Tanta era la sugestión popular que provocó el villismo que una ceguera colectiva invadió el pequeño país de verticales montañas, verdes valles y mar bravío. Nadie se fijó en algunos mineros liberados que dejaron de bajar a los pozos mientras subían sus cuentas corrientes, sin que tuvieran grandes reparos en ocultarlo. Nadie vio un incesante tráfico de maletines cargados de dinero que se posaban en las mesas de lujosos restaurantes, que cambiaban de manos en puertos de montaña y parajes solitarios, recorriendo el país de Norte a Sur, con destinos exóticos como Murcia y Almería. A nadie llamó la atención que fornidos mineros se bajaran de coches de alta gama para prender fuego a barricadas de neumáticos en aquellas movilizaciones postreras del último movimiento obrero del mundo, en las que al final los más proletarios parecían los policías. “Yo estoy con los policías, que son hijos de la clase obrera, y no con los estudiantes, que son hijos de la burguesía”, llegó a decir Pier Paolo Pasolini.
Tampoco extrañaba a nadie que a Villa le duraran tan poco sus más directos colaboradores, de los que iba prescindiendo si intuía que pudieran hacerle sombra. El Jefe desconfiaba de la inteligencia ajena y así fueron cayendo Belarmino García Noval, Laudelino Campelo o Juan José García Pulgar, sustituidos por somáticos con menos luces y lealtad incuestionable. Por eso llegó a ser su mano derecha en los últimos tiempos José Antonio Postigo, a quien en las cuencas llamaban “Asín” por su peculiar forma de expresarse. Algunas de sus frases se hicieron célebres y evitan explicaciones sobre la capacidad del ex presidente del Montepío minero: “La empresa no se movió ni un lápice”; “Me metes en un membrete”; “Son asuntos superflujos”.

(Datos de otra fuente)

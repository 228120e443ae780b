use crate::{arena::ALIGNMENT, ast::Node};

/// Default size of the permanent arena, in bytes.
pub const PERMANENT_CAPACITY: usize = 8 * 1024;
/// Default size of the input and output line buffers, terminator included.
pub const LINE_CAPACITY: usize = 512;
/// Default size of the transient arena, in bytes.
pub const TRANSIENT_CAPACITY: usize = transient_capacity_for(LINE_CAPACITY);

/// Smallest transient arena that can hold any line fitting in
/// `line_capacity`.
///
/// Every token takes at least one input byte and costs one node plus its
/// lexeme. A lexeme of `n` bytes and its terminator round up to at most
/// `ALIGNMENT * n` bytes, so each input byte needs no more than one node and
/// one alignment unit.
///
/// # Example
/// ```
/// use calc::interpreter::config::{LINE_CAPACITY, TRANSIENT_CAPACITY, transient_capacity_for};
///
/// assert_eq!(transient_capacity_for(LINE_CAPACITY), TRANSIENT_CAPACITY);
/// assert_eq!(transient_capacity_for(0), 0);
/// ```
#[must_use]
pub const fn transient_capacity_for(line_capacity: usize) -> usize {
    line_capacity * (size_of::<Node>() + ALIGNMENT)
}
/// Default bound on the lexer's lookahead stack.
pub const LOOKAHEAD_DEPTH: usize = 32;

/// How `**` is computed.
#[derive(Debug, Clone, Copy, PartialEq, Eq, Default)]
pub enum ExponentMode {
    /// Squares the accumulator `exponent - 1` times, starting from the base,
    /// so `2 ** 3` is `16`. A zero exponent yields `0`.
    #[default]
    Squaring,
    /// Mathematical exponentiation: `2 ** 3` is `8` and `x ** 0` is `1`.
    Standard,
}

/// Settings for a [`Session`](crate::interpreter::session::Session).
#[derive(Debug, Clone, Copy, PartialEq, Eq)]
pub struct EvalConfig {
    /// Size of the long-lived arena holding the line buffers.
    pub permanent_capacity: usize,
    /// Size of the arena reset before every evaluation.
    pub transient_capacity: usize,
    /// Size of each line buffer.
    pub line_capacity:      usize,
    /// Number of tokens the lexer may hold back.
    pub lookahead_depth:    usize,
    /// Exponentiation semantics.
    pub exponent:           ExponentMode,
}

impl Default for EvalConfig {
    fn default() -> Self {
        Self { permanent_capacity: PERMANENT_CAPACITY,
               transient_capacity: TRANSIENT_CAPACITY,
               line_capacity:      LINE_CAPACITY,
               lookahead_depth:    LOOKAHEAD_DEPTH,
               exponent:           ExponentMode::default(), }
    }
}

Ahora, solos y apestados socialmente, también por los mismos que se postraban a su paso, Villa y Postigo esperan la llamada de los diputados y de la Justicia para sentarse en el banquillo de los acusados y expiar culpas.
Dicen que El impostor de Cercas es un ejercicio de psicoanálisis colectivo. La novela por escribir sobre Villa sería un gran diván donde sentar al pueblo asturiano.